Long Flights

One of many long flights, this one across Australia in August of 2009.

One of many long flights, this one across Australia in August of 2009.

I’m one of those strange people who enjoys long flights.

For many years, flights to Europe or Asia were my only chance to sit in one place for an extended period. They became - in a strange way - grounding. 

Long flights give you an opportunity to really settle in, read a book, watch a movie, listen to music, or - if you’re like me - catch up on some thoughts. It’s the only place in the world where you are truly off the grid. No one can reach you while you’re flying over international waters.

There was a period from 2008 until about 2014 that I was traveling so much and so quickly that I couldn’t keep up. I would be in Miami one day for a portrait, then Australia for a month, then Nebraska for another shoot, Berlin for another, Singapore for another. It was an incredible time, but one that - for me - I only remember through flights. 

It was on those long flights I could catch up with my life. I could think about where I was and what I was doing, and write it down. 

On my way to the Beijing Olympics, a little over a year after meeting Bill Frakes in the Atlanta airport, I wrote:

My life today doesn’t even resemble my life one year ago. I think that’s a good thing. I’m the happiest I’ve ever been, so I guess that’s a good sign. We’re flying south over Russia right now. That’s so insane. I wonder where I’ll be this time next year.
— Journal entry from August 2008

One year later I was in Australia on another plane. We were flying over the red center - from Alice Springs to Sydney - when Bill took this picture of me and when I wrote these words:

I’ve always been a firm believer that place shapes a person; where you’re from shapes you. So what about where you’ve been? How does that change you? Does it force you to lose touch with your roots? Or does it reinforce them? Does it give you better understanding? Or does it leave you disconnected and lost? I guess I’ll find out.
— Journal entry from August 2009

There were times when I was traveling so much that I would start to lose sight of how singular my experiences were. Long flights would give me the time to remember my bliss.

The more I see the less I know and I want to keep it that way. I don’t ever want to stop seeing, learning and growing.
— Journal from 2010, flight from Brussels

Over the years and the places, I (slowly) grew up. My perspective began to change and with it my thought process. 

What is it about travel that evokes soul searching. Why does it take a trip to a foreign land to discover things about yourself that are as much a part of you in your own backyard as anywhere else?
— Journal from 2012, flight to Amsterdam

To answer those questions I traveled the world several times over. In each city, country and continent I have felt a part of the place; like I could drop everything and become a foreigner in a foreign land.
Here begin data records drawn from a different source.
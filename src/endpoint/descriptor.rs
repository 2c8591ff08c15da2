//! Handler capability tables.
//!
//! # Responsibilities
//! - Walk a handler spec's declaration levels (concrete class first, then its
//!   ancestors) and elect at most one method per lifecycle role
//! - Reject duplicate role claims that are not structural overrides
//! - Drop a role entirely when the concrete level overrides an inherited
//!   role method without re-declaring the role (explicit unmarking wins)
//! - Build the per-parameter binding plan against the fixed resolver chain
//!
//! # Design Decisions
//! - Descriptors are built once at registration and immutable afterwards
//! - Handler instances are type-erased; invoke bodies downcast back to the
//!   concrete type declared at spec construction

use std::any::Any;
use std::collections::HashMap;
use std::sync::Arc;

use super::param::{Args, ParamSpec, SigType};
use super::resolver::{default_resolvers, ArgumentResolver, BindError, RawEvent};
use super::role::Role;
use super::RegistrationError;
use crate::dispatch::Connection;

/// Type-erased live handler instance, one per admitted connection.
pub type HandlerInstance = Box<dyn Any + Send>;

/// Error escaping a handler method body.
pub type HandlerError = Box<dyn std::error::Error + Send + Sync>;

pub type HandlerResult = Result<(), HandlerError>;

type InvokeFn = Arc<dyn Fn(&mut dyn Any, &Args) -> HandlerResult + Send + Sync>;
type FactoryFn = Arc<dyn Fn() -> HandlerInstance + Send + Sync>;

/// Declaration of one handler method.
pub struct MethodDecl {
    name: String,
    role: Option<Role>,
    public: bool,
    params: Vec<ParamSpec>,
    invoke: Option<InvokeFn>,
}

impl MethodDecl {
    pub fn new(name: impl Into<String>) -> Self {
        Self {
            name: name.into(),
            role: None,
            public: true,
            params: Vec::new(),
            invoke: None,
        }
    }

    /// Mark this method as implementing a lifecycle role.
    pub fn role(mut self, role: Role) -> Self {
        self.role = Some(role);
        self
    }

    /// Declare the method as not publicly invocable. Registration rejects
    /// role-carrying methods marked this way.
    pub fn non_public(mut self) -> Self {
        self.public = false;
        self
    }

    pub fn param(mut self, param: ParamSpec) -> Self {
        self.params.push(param);
        self
    }

    /// Attach the invoke body. `H` must be the concrete type the enclosing
    /// spec's factory produces; a mismatch surfaces as a dispatch error.
    pub fn handler<H, F>(mut self, body: F) -> Self
    where
        H: 'static,
        F: Fn(&mut H, &Args) -> HandlerResult + Send + Sync + 'static,
    {
        self.invoke = Some(Arc::new(move |instance, args| {
            match instance.downcast_mut::<H>() {
                Some(handler) => body(handler, args),
                None => Err("handler instance type does not match method declaration".into()),
            }
        }));
        self
    }

    fn sig(&self) -> MethodSig {
        MethodSig {
            name: self.name.clone(),
            params: self.params.iter().map(ParamSpec::sig_type).collect(),
        }
    }
}

/// Structural method identity: name plus parameter types. Return types are
/// uniformly `()` in this model, so they never differentiate signatures.
#[derive(Debug, Clone, PartialEq, Eq)]
struct MethodSig {
    name: String,
    params: Vec<SigType>,
}

/// One level of a handler declaration chain.
pub struct HandlerLevel {
    name: String,
    methods: Vec<MethodDecl>,
}

impl HandlerLevel {
    pub fn new(name: impl Into<String>) -> Self {
        Self { name: name.into(), methods: Vec::new() }
    }

    pub fn method(mut self, decl: MethodDecl) -> Self {
        self.methods.push(decl);
        self
    }
}

/// Explicit capability declaration for one endpoint handler type.
///
/// The first level models the concrete type; `base` appends ancestor levels
/// nearest-first, mirroring an inheritance chain walked bottom-up.
pub struct HandlerSpec {
    type_name: String,
    factory: FactoryFn,
    levels: Vec<HandlerLevel>,
}

impl HandlerSpec {
    pub fn new<H, F>(type_name: impl Into<String>, factory: F) -> Self
    where
        H: Send + 'static,
        F: Fn() -> H + Send + Sync + 'static,
    {
        let type_name = type_name.into();
        Self {
            levels: vec![HandlerLevel::new(type_name.clone())],
            type_name,
            factory: Arc::new(move || Box::new(factory()) as HandlerInstance),
        }
    }

    /// Declare a method on the concrete level.
    pub fn method(mut self, decl: MethodDecl) -> Self {
        if let Some(concrete) = self.levels.first_mut() {
            concrete.methods.push(decl);
        }
        self
    }

    /// Append an ancestor level (nearest ancestor first).
    pub fn base(mut self, level: HandlerLevel) -> Self {
        self.levels.push(level);
        self
    }

    pub fn type_name(&self) -> &str {
        &self.type_name
    }
}

/// One elected method with its frozen argument-binding plan.
pub struct MethodBinding {
    name: String,
    role: Role,
    params: Vec<ParamSpec>,
    resolvers: Vec<&'static dyn ArgumentResolver>,
    invoke: InvokeFn,
}

impl MethodBinding {
    pub fn name(&self) -> &str {
        &self.name
    }

    pub fn role(&self) -> Role {
        self.role
    }

    /// Whether any slot of this binding is fed by the path-param resolver.
    /// Drives the choice between exact and templated path matching.
    pub(crate) fn binds_path_param(&self) -> bool {
        self.resolvers.iter().any(|r| r.name() == "path-param")
    }

    pub(crate) fn resolve_args(
        &self,
        conn: &Connection,
        event: &RawEvent<'_>,
    ) -> Result<Args, BindError> {
        let mut values = Vec::with_capacity(self.params.len());
        for (param, resolver) in self.params.iter().zip(&self.resolvers) {
            values.push(resolver.resolve(param, conn, event)?);
        }
        Ok(Args(values))
    }

    pub(crate) fn invoke(&self, instance: &mut dyn Any, args: &Args) -> HandlerResult {
        (self.invoke)(instance, args)
    }

    fn build(decl: &MethodDecl, role: Role) -> Result<Self, RegistrationError> {
        let invoke = decl
            .invoke
            .clone()
            .ok_or_else(|| RegistrationError::MissingInvoke(decl.name.clone()))?;

        let mut resolvers = Vec::with_capacity(decl.params.len());
        for (index, param) in decl.params.iter().enumerate() {
            let resolver = default_resolvers()
                .iter()
                .copied()
                .find(|r| r.supports(param, role))
                .ok_or_else(|| RegistrationError::UnresolvableParameter {
                    method: decl.name.clone(),
                    index,
                })?;
            resolvers.push(resolver);
        }

        Ok(Self {
            name: decl.name.clone(),
            role,
            params: decl.params.clone(),
            resolvers,
            invoke,
        })
    }
}

/// Immutable role→method table for one endpoint type.
pub struct HandlerDescriptor {
    type_name: String,
    factory: FactoryFn,
    bindings: HashMap<Role, MethodBinding>,
}

impl HandlerDescriptor {
    /// Build the capability table for a spec. Pure and deterministic; runs
    /// once per endpoint type at registration, never per connection.
    pub fn build(spec: &HandlerSpec) -> Result<Self, RegistrationError> {
        struct Candidate<'a> {
            decl: &'a MethodDecl,
            level: usize,
        }

        let mut elected: HashMap<Role, Candidate<'_>> = HashMap::new();

        // Walk concrete level first, then ancestors nearest-first.
        for (level_idx, level) in spec.levels.iter().enumerate() {
            for decl in &level.methods {
                let Some(role) = decl.role else { continue };
                if !decl.public {
                    return Err(RegistrationError::NonPublicMethod(decl.name.clone()));
                }
                match elected.get(&role) {
                    None => {
                        elected.insert(role, Candidate { decl, level: level_idx });
                    }
                    Some(existing) => {
                        // A second claim is legal only when it comes from an
                        // ancestor and the already-elected (more derived)
                        // method structurally overrides it.
                        if level_idx == 0 || existing.decl.sig() != decl.sig() {
                            return Err(RegistrationError::DuplicateRole {
                                role,
                                existing: existing.decl.name.clone(),
                                duplicate: decl.name.clone(),
                            });
                        }
                    }
                }
            }
        }

        // A method elected from an ancestor level is dropped when the concrete
        // level declares the same signature without that role marker.
        let concrete = spec.levels.first();
        elected.retain(|role, candidate| {
            if candidate.level == 0 {
                return true;
            }
            let Some(concrete) = concrete else { return true };
            let sig = candidate.decl.sig();
            !concrete
                .methods
                .iter()
                .any(|m| m.sig() == sig && m.role != Some(*role))
        });

        let mut bindings = HashMap::new();
        for (role, candidate) in elected {
            bindings.insert(role, MethodBinding::build(candidate.decl, role)?);
        }

        Ok(Self {
            type_name: spec.type_name.clone(),
            factory: Arc::clone(&spec.factory),
            bindings,
        })
    }

    pub fn type_name(&self) -> &str {
        &self.type_name
    }

    pub fn has_role(&self, role: Role) -> bool {
        self.bindings.contains_key(&role)
    }

    pub(crate) fn binding(&self, role: Role) -> Option<&MethodBinding> {
        self.bindings.get(&role)
    }

    pub(crate) fn instantiate(&self) -> HandlerInstance {
        (self.factory)()
    }
}

#[cfg(test)]
mod tests {
    use super::*;

    #[derive(Default)]
    struct Greeter {
        opened: bool,
    }

    fn open_method(name: &str) -> MethodDecl {
        MethodDecl::new(name)
            .role(Role::OnOpen)
            .param(ParamSpec::session())
            .handler::<Greeter, _>(|h, _args| {
                h.opened = true;
                Ok(())
            })
    }

    #[test]
    fn role_on_concrete_level_is_elected() {
        let spec = HandlerSpec::new("Greeter", Greeter::default).method(open_method("on_open"));
        let descriptor = HandlerDescriptor::build(&spec).unwrap();
        assert!(descriptor.has_role(Role::OnOpen));
        assert!(!descriptor.has_role(Role::OnClose));
    }

    #[test]
    fn duplicate_role_on_same_level_is_rejected() {
        let spec = HandlerSpec::new("Greeter", Greeter::default)
            .method(open_method("on_open"))
            .method(open_method("on_open_again"));
        match HandlerDescriptor::build(&spec) {
            Err(RegistrationError::DuplicateRole { role, .. }) => assert_eq!(role, Role::OnOpen),
            other => panic!("expected duplicate role error, got {:?}", other.err()),
        }
    }

    #[test]
    fn duplicate_role_across_levels_is_rejected_when_not_an_override() {
        let spec = HandlerSpec::new("Greeter", Greeter::default)
            .method(open_method("on_open"))
            .base(
                HandlerLevel::new("Base").method(
                    MethodDecl::new("base_open")
                        .role(Role::OnOpen)
                        .handler::<Greeter, _>(|_, _| Ok(())),
                ),
            );
        assert!(matches!(
            HandlerDescriptor::build(&spec),
            Err(RegistrationError::DuplicateRole { .. })
        ));
    }

    #[test]
    fn re_marked_override_elects_the_concrete_method() {
        // Base and concrete both mark the same signature: the concrete one
        // (walked first) wins and the ancestor claim is tolerated.
        let spec = HandlerSpec::new("Greeter", Greeter::default)
            .method(open_method("on_open"))
            .base(HandlerLevel::new("Base").method(open_method("on_open")));
        let descriptor = HandlerDescriptor::build(&spec).unwrap();
        assert!(descriptor.has_role(Role::OnOpen));
    }

    #[test]
    fn unmarked_override_drops_the_role() {
        // The concrete level re-declares the inherited signature without the
        // role marker, which removes the behavior entirely.
        let spec = HandlerSpec::new("Greeter", Greeter::default)
            .method(
                MethodDecl::new("on_open")
                    .param(ParamSpec::session())
                    .handler::<Greeter, _>(|_, _| Ok(())),
            )
            .base(HandlerLevel::new("Base").method(open_method("on_open")));
        let descriptor = HandlerDescriptor::build(&spec).unwrap();
        assert!(!descriptor.has_role(Role::OnOpen));
    }

    #[test]
    fn unrelated_concrete_method_keeps_the_inherited_role() {
        let spec = HandlerSpec::new("Greeter", Greeter::default)
            .method(
                MethodDecl::new("other")
                    .param(ParamSpec::text())
                    .handler::<Greeter, _>(|_, _| Ok(())),
            )
            .base(HandlerLevel::new("Base").method(open_method("on_open")));
        let descriptor = HandlerDescriptor::build(&spec).unwrap();
        assert!(descriptor.has_role(Role::OnOpen));
    }

    #[test]
    fn non_public_role_method_is_rejected() {
        let spec = HandlerSpec::new("Greeter", Greeter::default).method(
            MethodDecl::new("hidden")
                .role(Role::OnOpen)
                .non_public()
                .handler::<Greeter, _>(|_, _| Ok(())),
        );
        assert!(matches!(
            HandlerDescriptor::build(&spec),
            Err(RegistrationError::NonPublicMethod(name)) if name == "hidden"
        ));
    }

    #[test]
    fn unresolvable_parameter_is_rejected() {
        // A text payload parameter on a close method matches no resolver.
        let spec = HandlerSpec::new("Greeter", Greeter::default).method(
            MethodDecl::new("on_close")
                .role(Role::OnClose)
                .param(ParamSpec::text())
                .handler::<Greeter, _>(|_, _| Ok(())),
        );
        assert!(matches!(
            HandlerDescriptor::build(&spec),
            Err(RegistrationError::UnresolvableParameter { index: 0, .. })
        ));
    }

    #[test]
    fn role_method_without_body_is_rejected() {
        let spec = HandlerSpec::new("Greeter", Greeter::default)
            .method(MethodDecl::new("on_open").role(Role::OnOpen));
        assert!(matches!(
            HandlerDescriptor::build(&spec),
            Err(RegistrationError::MissingInvoke(_))
        ));
    }
}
There are peices of myself scattered across the places I have visited. Each place has, in return, left a peice of itself embedded in me. 

Through it all I have somehow maintained a balance, and I’ve always ended up back where I started - Jacksonville, FL.

I’m off again, and this time I’m going home. It’s is just another dot on a map; another destination to get to…Home is where the truest version of myself exists; the closest I get to authenticity. It’s where the people I love most in the world live. It’s where my history was written.
— Journal from 2015, flight home from Beirut

I’ve always needed quiet time to be alone with my thoughts. For many years, long flights were that time for me. 

I don’t travel as fast and furiously as I used to and that’s by design. The trips now are longer and spread further apart. Still, I long for the long flights to take me to my various stopping points.

With that said, I need to plan a trip somewhere far away soon.